**Dataset entries:**
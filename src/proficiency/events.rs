//! Change notifications observed by the UI

use serde::{Deserialize, Serialize};
use std::collections::BTreeMap;

use crate::core::types::{CharacterId, Origin, ProficiencyType};

/// A single proficiency change
#[derive(Clone, Debug, PartialEq, Eq, Serialize, Deserialize)]
pub struct ProficiencyEvent {
    pub id: u32,
    pub character: CharacterId,
    pub kind: ProficiencyEventKind,
}

#[derive(Clone, Debug, PartialEq, Eq, Serialize, Deserialize)]
pub enum ProficiencyEventKind {
    // Ledger
    GrantAdded { ty: ProficiencyType, name: String, source: String, newly_listed: bool },
    GrantsRemovedBySource { source: String, removed: BTreeMap<ProficiencyType, Vec<String>> },

    // Optional allocations
    OptionalConfigured { ty: ProficiencyType, origin: Origin, allowed: u32 },
    OptionalCleared { ty: ProficiencyType, origin: Origin },
    OptionalSelected { ty: ProficiencyType, origin: Origin, name: String },
    OptionalDeselected { ty: ProficiencyType, origin: Origin, name: String },

    /// A paid optional pick was returned because `source` now grants it for free
    Refunded { ty: ProficiencyType, origin: Origin, name: String, source: String },
}

/// Pending notifications, drained by the UI after each action
#[derive(Clone, Debug, Default)]
pub struct EventQueue {
    events: Vec<ProficiencyEvent>,
    next_event_id: u32,
}

impl EventQueue {
    pub fn new() -> Self {
        Self::default()
    }

    pub fn push(&mut self, character: CharacterId, kind: ProficiencyEventKind) -> u32 {
        let id = self.next_event_id;
        self.next_event_id += 1;
        self.events.push(ProficiencyEvent { id, character, kind });
        id
    }

    /// Events emitted since the last drain
    pub fn pending(&self) -> &[ProficiencyEvent] {
        &self.events
    }

    pub fn drain(&mut self) -> Vec<ProficiencyEvent> {
        std::mem::take(&mut self.events)
    }
}
impl WorkerConfig {
    /// Default configuration for a worker rooted at `ol_path`.
    ///
    /// The memory pool is sized from host RAM, leaving 500 MB for the
    /// worker itself.
    pub fn defaults_for(ol_path: impl AsRef<Path>) -> ForkliftResult<Self> {
        let ol_path = std::path::absolute(ol_path.as_ref())
            .map_err(|e| ForkliftError::io("resolving worker path", e))?;
        let mem_pool_mb = host_memory_mb().saturating_sub(500).max(500);
        let base = ol_path.join("lambda");

        let raw = RawConfig {
            worker_dir: Some(ol_path.join("worker").display().to_string()),
            worker_url: default_worker_url(),
            worker_port: default_worker_port(),
            log_output: true,
            sandbox: default_sandbox(),
            registry: ol_path.join("registry").display().to_string(),
            registry_cache_ms: default_registry_cache_ms(),
            pkgs_dir: base.join("packages").display().to_string(),
            sock_base_path: base.display().to_string(),
            cgroup_root: default_cgroup_root(),
            mem_pool_mb: Some(mem_pool_mb),
            import_cache_tree: None,
            docker: RawDockerConfig::default(),
            limits: RawLimitsConfig::default(),
            features: RawFeaturesConfig {
                import_cache: "tree".to_string(),
                downsize_paused_mem: true,
                reuse_cgroups: false,
                enable_seccomp: true,
                warmup: false,
            },
            trace: TraceConfig::default(),
            storage: RawStorageConfig::default(),
        };

        ConfigLoader::validate(raw)
    }

    /// Write the configuration as pretty JSON.
    pub fn save(&self, path: impl AsRef<Path>) -> ForkliftResult<()> {
        let content =
            serde_json::to_string_pretty(self).map_err(|e| ForkliftError::ConfigParse {
                message: format!("JSON serialize error: {}", e),
            })?;
        std::fs::write(path.as_ref(), content)
            .map_err(|e| ForkliftError::io("writing config file", e))
    }

    /// Path of the pid file guarding a single live worker.
    pub fn pid_path(&self) -> PathBuf {
        self.worker_dir.join("worker.pid")
    }

    /// Directory holding the package installer helper.
    pub fn pip_install_dir(&self) -> PathBuf {
        self.worker_dir.join("admin-lambdas").join("pip-install")
    }

    /// Base URL of the front door.
    pub fn server_url(&self) -> String {
        format!("http://{}:{}", self.worker_url, self.worker_port)
    }
}
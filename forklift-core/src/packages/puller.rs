// SPDX-License-Identifier: Apache-2.0
// Copyright 2025 Ankit Kumar Pandey

//! Installs packages once per worker, inside throwaway sandboxes.
//!
//! Each package lands in `<pkgs_dir>/<name>/files`. The installer sandbox
//! sees that directory as `/host`, runs the pip-install helper and answers
//! with the package's dependencies and top-level modules.

use std::collections::HashSet;
use std::os::unix::fs::DirBuilderExt;
use std::path::{Path, PathBuf};
use std::sync::{Arc, OnceLock};

use dashmap::DashMap;
use serde::{Deserialize, Serialize};

use super::DepTracer;
use crate::config::WorkerConfig;
use crate::error::{ForkliftError, ForkliftResult, InstallError};
use crate::sandbox::{SandboxMeta, SandboxPool};
use crate::types::RuntimeKind;

const INSTALLER_CODE: &str = include_str!("../../assets/pip_install.py");

/// What the installer reports about a package.
#[derive(Debug, Clone, Default, PartialEq, Eq, Serialize, Deserialize)]
pub struct PackageMeta {
    #[serde(rename = "Deps", default)]
    pub deps: Vec<String>,
    #[serde(rename = "TopLevel", default)]
    pub top_level: Vec<String>,
}

/// A package known to this worker. Installed at most once.
#[derive(Debug)]
pub struct Package {
    name: String,
    meta: OnceLock<PackageMeta>,
    install_lock: tokio::sync::Mutex<()>,
}

impl Package {
    fn new(name: String) -> Self {
        Self {
            name,
            meta: OnceLock::new(),
            install_lock: tokio::sync::Mutex::new(()),
        }
    }

    pub fn name(&self) -> &str {
        &self.name
    }

    pub fn is_installed(&self) -> bool {
        self.meta.get().is_some()
    }

    /// Installer metadata; empty until installed.
    pub fn meta(&self) -> PackageMeta {
        self.meta.get().cloned().unwrap_or_default()
    }
}

/// Lowercase and treat `_` like `-`; distribution names compare that way.
pub fn normalize_pkg(pkg: &str) -> String {
    pkg.trim().to_lowercase().replace('_', "-")
}

/// `name==1.2` -> `name`.
fn base_name(pkg: &str) -> &str {
    pkg.split("==").next().unwrap_or(pkg).trim()
}

pub struct PackagePuller {
    pool: Arc<dyn SandboxPool>,
    tracer: Option<Arc<DepTracer>>,
    pkgs_dir: PathBuf,
    installer_dir: PathBuf,
    installer_mem_mb: u64,
    trace: bool,
    packages: DashMap<String, Arc<Package>>,
}

impl PackagePuller {
    /// Write the installer helper and make sure the packages directory exists.
    pub fn new(
        pool: Arc<dyn SandboxPool>,
        tracer: Option<Arc<DepTracer>>,
        conf: &WorkerConfig,
    ) -> ForkliftResult<Self> {
        let installer_dir = conf.pip_install_dir();
        std::fs::create_dir_all(&installer_dir)
            .map_err(|e| ForkliftError::io("creating installer directory", e))?;
        std::fs::write(installer_dir.join("f.py"), INSTALLER_CODE)
            .map_err(|e| ForkliftError::io("writing installer code", e))?;
        std::fs::create_dir_all(&conf.pkgs_dir)
            .map_err(|e| ForkliftError::io("creating packages directory", e))?;

        Ok(Self {
            pool,
            tracer,
            pkgs_dir: conf.pkgs_dir.clone(),
            installer_dir,
            installer_mem_mb: conf.limits.installer_mem_mb,
            trace: conf.trace.package,
            packages: DashMap::new(),
        })
    }

    pub fn pkgs_dir(&self) -> &Path {
        &self.pkgs_dir
    }

    /// Install `pkgs` and everything they depend on.
    ///
    /// Returns the requested packages followed by newly discovered
    /// dependencies, in discovery order.
    pub async fn install_recursive(&self, pkgs: &[String]) -> ForkliftResult<Vec<String>> {
        let mut installs: Vec<String> = pkgs.iter().map(|p| normalize_pkg(p)).collect();
        let mut seen: HashSet<String> = installs.iter().map(|p| base_name(p).to_string()).collect();

        let mut i = 0;
        while i < installs.len() {
            let pkg = self.get_pkg(&installs[i]).await?;
            let meta = pkg.meta();
            if self.trace {
                tracing::debug!(
                    package = %pkg.name(),
                    deps = ?meta.deps,
                    top_level = ?meta.top_level,
                    "Package resolved"
                );
            }

            for dep in meta.deps {
                let dep = normalize_pkg(&dep);
                if seen.insert(base_name(&dep).to_string()) {
                    installs.push(dep);
                }
            }
            i += 1;
        }

        Ok(installs)
    }

    /// The package record for `pkg`, installing it first if needed.
    pub async fn get_pkg(&self, pkg: &str) -> ForkliftResult<Arc<Package>> {
        let name = normalize_pkg(pkg);
        let pkg = self
            .packages
            .entry(name.clone())
            .or_insert_with(|| Arc::new(Package::new(name)))
            .clone();

        if pkg.is_installed() {
            return Ok(pkg);
        }

        {
            let _guard = pkg.install_lock.lock().await;
            if !pkg.is_installed() {
                let meta = self.sandbox_install(&pkg.name).await?;
                if let Some(tracer) = &self.tracer {
                    tracer.trace_package(&pkg.name, &meta.deps, &meta.top_level);
                }
                let _ = pkg.meta.set(meta);
            }
        }
        Ok(pkg)
    }

    /// Metadata of an installed package, if any.
    pub fn installed_meta(&self, pkg: &str) -> Option<PackageMeta> {
        self.packages
            .get(&normalize_pkg(pkg))
            .and_then(|p| p.meta.get().cloned())
    }

    async fn sandbox_install(&self, name: &str) -> ForkliftResult<PackageMeta> {
        let scratch_dir = self.pkgs_dir.join(name);
        let already_installed = scratch_dir.exists();
        if already_installed {
            tracing::info!(package = %name, "Package directory exists, reusing previous install");
        } else {
            tracing::info!(package = %name, dir = %scratch_dir.display(), "Installing package");
            std::fs::DirBuilder::new()
                .mode(0o700)
                .create(&scratch_dir)
                .map_err(|e| ForkliftError::io("creating package directory", e))?;
        }

        let result = self.run_installer(name, &scratch_dir, already_installed).await;
        if let Err(e) = &result {
            tracing::warn!(package = %name, error = %e, "Package install failed");
            if let Err(e) = std::fs::remove_dir_all(&scratch_dir) {
                tracing::warn!(dir = %scratch_dir.display(), error = %e, "Could not remove failed install");
            }
        }
        result
    }

    async fn run_installer(
        &self,
        name: &str,
        scratch_dir: &Path,
        already_installed: bool,
    ) -> ForkliftResult<PackageMeta> {
        let sandbox_err = |e: ForkliftError| InstallError::Sandbox {
            pkg: name.to_string(),
            reason: e.to_string(),
        };

        let meta = SandboxMeta {
            mem_mb: self.installer_mem_mb,
            ..Default::default()
        };
        let sb = self
            .pool
            .create(
                None,
                true,
                Some(&self.installer_dir),
                scratch_dir,
                Some(meta),
                RuntimeKind::Python,
            )
            .await
            .map_err(sandbox_err)?;

        let body = serde_json::json!({
            "pkg": name,
            "alreadyInstalled": already_installed,
        });
        let resp = sb.client().post("/run/pip-install", body.to_string()).await;
        sb.destroy("package installation complete").await;
        let resp = resp.map_err(sandbox_err)?;

        if resp.status() != http::StatusCode::OK {
            return Err(InstallError::Status {
                pkg: name.to_string(),
                status: resp.status().as_u16(),
                body: String::from_utf8_lossy(resp.body()).into_owned(),
            }
            .into());
        }

        let mut meta: PackageMeta =
            serde_json::from_slice(resp.body()).map_err(|e| InstallError::BadMeta {
                pkg: name.to_string(),
                reason: e.to_string(),
            })?;
        meta.deps = meta.deps.iter().map(|d| normalize_pkg(d)).collect();
        Ok(meta)
    }
}

#[cfg(test)]
mod tests {
    use super::*;
    use crate::config::{ConfigFormat, ConfigLoader};
    use crate::sandbox::mock::{MockContext, MockPool};
    use bytes::Bytes;
    use http::{Request, Response};
    use std::sync::atomic::{AtomicUsize, Ordering};

    fn config(dir: &Path) -> WorkerConfig {
        let json = serde_json::json!({
            "worker_dir": dir.join("worker"),
            "sock_base_path": dir.join("base"),
            "mem_pool_mb": 2048,
        });
        ConfigLoader::load_string(&json.to_string(), ConfigFormat::Json).unwrap()
    }

    /// Installer that knows a tiny dependency graph.
    fn fake_pip(calls: Arc<AtomicUsize>) -> crate::sandbox::mock::MockResponder {
        Arc::new(move |_ctx: &MockContext, req: &Request<Bytes>| {
            calls.fetch_add(1, Ordering::SeqCst);
            let event: serde_json::Value = serde_json::from_slice(req.body()).unwrap();
            let meta = match event["pkg"].as_str().unwrap() {
                "requests" => serde_json::json!({"Deps": ["idna", "Charset_Normalizer"], "TopLevel": ["requests"]}),
                "idna" => serde_json::json!({"Deps": [], "TopLevel": ["idna"]}),
                "charset-normalizer" => {
                    serde_json::json!({"Deps": ["idna"], "TopLevel": ["charset_normalizer"]})
                }
                _ => return Response::builder().status(500).body(Bytes::from("no such package")).unwrap(),
            };
            Response::new(Bytes::from(meta.to_string()))
        })
    }

    #[test]
    fn test_normalize_pkg() {
        assert_eq!(normalize_pkg("Charset_Normalizer"), "charset-normalizer");
        assert_eq!(normalize_pkg(" NumPy==1.26 "), "numpy==1.26");
        assert_eq!(base_name("numpy==1.26"), "numpy");
        assert_eq!(base_name("numpy"), "numpy");
    }

    #[tokio::test]
    async fn test_install_recursive_follows_deps_once() {
        let dir = tempfile::TempDir::new().unwrap();
        let conf = config(dir.path());
        let pool = Arc::new(MockPool::new(2048));
        let calls = Arc::new(AtomicUsize::new(0));
        pool.set_responder(fake_pip(calls.clone()));

        let puller = PackagePuller::new(pool.clone(), None, &conf).unwrap();
        assert!(conf.pip_install_dir().join("f.py").exists());

        let installs = puller
            .install_recursive(&["Requests".to_string()])
            .await
            .unwrap();
        assert_eq!(installs, vec!["requests", "idna", "charset-normalizer"]);
        assert_eq!(calls.load(Ordering::SeqCst), 3);
        assert!(conf.pkgs_dir.join("requests").is_dir());

        // everything is cached now
        puller.install_recursive(&["requests".to_string()]).await.unwrap();
        assert_eq!(calls.load(Ordering::SeqCst), 3);
        assert_eq!(
            puller.installed_meta("requests").unwrap().top_level,
            vec!["requests"]
        );

        // installer sandboxes are gone and their memory is back
        assert_eq!(pool.live_count(), 0);
        assert_eq!(pool.mem().available_mb(), 2048);
    }

    #[tokio::test]
    async fn test_failed_install_is_retried() {
        let dir = tempfile::TempDir::new().unwrap();
        let conf = config(dir.path());
        let pool = Arc::new(MockPool::new(2048));
        let calls = Arc::new(AtomicUsize::new(0));
        pool.set_responder(fake_pip(calls.clone()));
        let puller = PackagePuller::new(pool.clone(), None, &conf).unwrap();

        let err = puller.get_pkg("left-pad").await.unwrap_err();
        assert!(matches!(
            err,
            ForkliftError::Install(InstallError::Status { status: 500, .. })
        ));
        assert!(!conf.pkgs_dir.join("left-pad").exists());

        puller.get_pkg("left-pad").await.unwrap_err();
        assert_eq!(calls.load(Ordering::SeqCst), 2);
    }

    #[tokio::test]
    async fn test_existing_dir_is_reported_installed() {
        let dir = tempfile::TempDir::new().unwrap();
        let conf = config(dir.path());
        let pool = Arc::new(MockPool::new(2048));
        let seen = Arc::new(parking_lot::Mutex::new(None));
        let sink = seen.clone();
        pool.set_responder(Arc::new(move |ctx: &MockContext, req: &Request<Bytes>| {
            let event: serde_json::Value = serde_json::from_slice(req.body()).unwrap();
            *sink.lock() = Some((event["alreadyInstalled"].as_bool(), ctx.meta.mem_mb));
            Response::new(Bytes::from(r#"{"Deps": [], "TopLevel": ["idna"]}"#))
        }));
        let puller = PackagePuller::new(pool, None, &conf).unwrap();

        std::fs::create_dir_all(conf.pkgs_dir.join("idna")).unwrap();
        let pkg = puller.get_pkg("idna").await.unwrap();
        assert!(pkg.is_installed());
        assert_eq!(
            *seen.lock(),
            Some((Some(true), conf.limits.installer_mem_mb))
        );
    }
}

**Task item:**
Print, exactly as written, the first line of the records above and each line after it until the line with "Origin, allowed: u32", which is printed too.

**Reply to the exercise:**
filename src/proficiency/events.rs
//! Change notifications observed by the UI

use serde::{Deserialize, Serialize};
use std::collections::BTreeMap;

use crate::core::types::{CharacterId, Origin, ProficiencyType};

/// A single proficiency change
#[derive(Clone, Debug, PartialEq, Eq, Serialize, Deserialize)]
pub struct ProficiencyEvent {
    pub id: u32,
    pub character: CharacterId,
    pub kind: ProficiencyEventKind,
}

#[derive(Clone, Debug, PartialEq, Eq, Serialize, Deserialize)]
pub enum ProficiencyEventKind {
    // Ledger
    GrantAdded { ty: ProficiencyType, name: String, source: String, newly_listed: bool },
    GrantsRemovedBySource { source: String, removed: BTreeMap<ProficiencyType, Vec<String>> },

    // Optional allocations
    OptionalConfigured { ty: ProficiencyType, origin: Origin, allowed: u32 },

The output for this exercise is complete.